We’re committed to giving you the content that means the most to you, so we went to this conference to learn a thing or two. We know that you value quality content—and we also know that many of you like a sneak peak inside Bak USA. So we thought we’d give you a glimpse of what we learned and how it can help us enhance our relationships.

We left the conference with pages and pages of notes and exciting new ideas. Here’s a list of the top 5 things we learned along the way.

Practice makes perfect.

Livestreaming is all the rage nowadays. But as Evan Dawson and Adam Chodak said during their opening keynote, you’ve got to be organized and practice if you want to nail it. Start with an outline and do a couple of dry runs before you sit down for the real deal.

Look for ways to add value.

Social media isn’t about talking at people. It’s about talking with them. And as panelist Emma Daitz told us during a session about telling stories and using quality content to shape a brand, it’s about finding ways to add value.

“I try to look for a positive way that I can add to the conversation instead of putting the same old thing out there. How can I bring a fresh perspective or bring value to the narrative?”
—Emma Daitz

And as panelist Nate Benson—from our hometown friends 43North—said during the session, using social media effectively means understanding your audience and knowing which platforms to find them on.

Connecting people goes beyond likes.

It’s one thing to have people “like” you on various social platforms. But it’s quite another when you can bring those digital followers together in person. That was the takeaway from a session on matching usernames to faces. Kevin Heffernan, one half of Buffalo’s own Rise Collaborative, talked about the importance of bringing people together in person because it can help bring about change, personal growth, and emotional connection.

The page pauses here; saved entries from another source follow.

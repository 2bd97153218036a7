use serde::{Deserialize, Serialize};
use std::collections::BTreeMap;

/// One golf course as scraped from its detail page.
///
/// `holes` is kept sorted by hole number with no duplicates; the parser
/// enforces this before a `Course` ever leaves it.
#[derive(Debug, Clone, PartialEq, Serialize, Deserialize)]
pub struct Course {
    pub name: String,
    pub country: String,
    pub url: String,
    #[serde(default, skip_serializing_if = "Option::is_none")]
    pub par: Option<u32>,
    #[serde(default, skip_serializing_if = "Option::is_none")]
    pub yardage: Option<u32>,
    pub holes: Vec<Hole>,
}

#[derive(Debug, Clone, PartialEq, Serialize, Deserialize)]
pub struct Hole {
    pub number: u32,
    pub par: u32,
    /// Tee name as scraped -> yardage.
    pub tees: BTreeMap<String, u32>,
    /// Tee name -> elevation change in yards.
    #[serde(default, skip_serializing_if = "BTreeMap::is_empty")]
    pub elevations: BTreeMap<String, f64>,
    #[serde(default, skip_serializing_if = "Option::is_none")]
    pub video: Option<String>,
}

impl Hole {
    pub fn new(number: u32, par: u32) -> Self {
        Self {
            number,
            par,
            tees: BTreeMap::new(),
            elevations: BTreeMap::new(),
            video: None,
        }
    }

    pub fn with_tee(mut self, name: &str, yardage: u32) -> Self {
        self.tees.insert(name.to_string(), yardage);
        self
    }
}

impl Course {
    /// Resolves a user supplied tee name against the tees this course
    /// actually has. An exact match wins, otherwise the first
    /// case-insensitive match in name order.
    pub fn resolve_tee(&self, tee: &str) -> Option<&str> {
        let tee = tee.trim();
        let mut fallback = None;
        for hole in &self.holes {
            for name in hole.tees.keys() {
                if name == tee {
                    return Some(name.as_str());
                }
                if fallback.is_none() && name.eq_ignore_ascii_case(tee) {
                    fallback = Some(name.as_str());
                }
            }
        }
        fallback
    }

    pub fn hole(&self, number: u32) -> Option<&Hole> {
        self.holes
            .binary_search_by_key(&number, |h| h.number)
            .ok()
            .map(|idx| &self.holes[idx])
    }

    pub fn hole_count(&self) -> usize {
        self.holes.len()
    }

    /// Sum of per-hole pars. Falls back on this when the page had no
    /// headline par.
    pub fn hole_par_total(&self) -> u32 {
        self.holes
            .iter()
            .fold(0, |total: u32, h| total.saturating_add(h.par))
    }
}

The possibilities are endless.

One of the most innovative sessions at the conference focused on virtual reality. As session panelist Kevin Siebert told us, the possibilities are almost literally endless. What delighted us was the potential that virtual reality represents for education (and you know we’ve got a soft spot for education). Imagine a biology class taught with virtual reality. Instead of looking at a picture of the human heart, a student could actually stand inside one and watch the blood move through the organ. Cool, right?

Images don’t tell the whole story.

As a general rule, photos have a happy home on social media. But what do you do when you’re sharing a charged, political, or difficult image? The curation team at the Eastman Museum asked themselves that question recently when they were putting together an exhibition featuring works by photographer Eugene Richards.

One of the best takeaways from the session came from Kate Meyers Emery, PhD, who handles digital engagement for the Eastman Museum.

“Think carefully about the image you’re sharing. And if it depicts a complex issue, ask yourself this: what’s the goal? Always try to start a conversation. Present the image in a way that prevents people from jumping to conclusions. Try to invite critical thinking. And when it comes to the caption, think carefully. Can you represent the story adequately? Can you provide enough context? If not, it may be better not to post.”
—Kate Meyers Emery

There’s more…

That’s not all of the great takeaways from the conference. Here are a few more:

As you can imagine, we were pretty pumped by the end of the day. It was one of those rare conferences full of straight talk and real-world advice. The folks from Upstate Social Sessions did a great job organizing it and the Bak Pack had a blast together.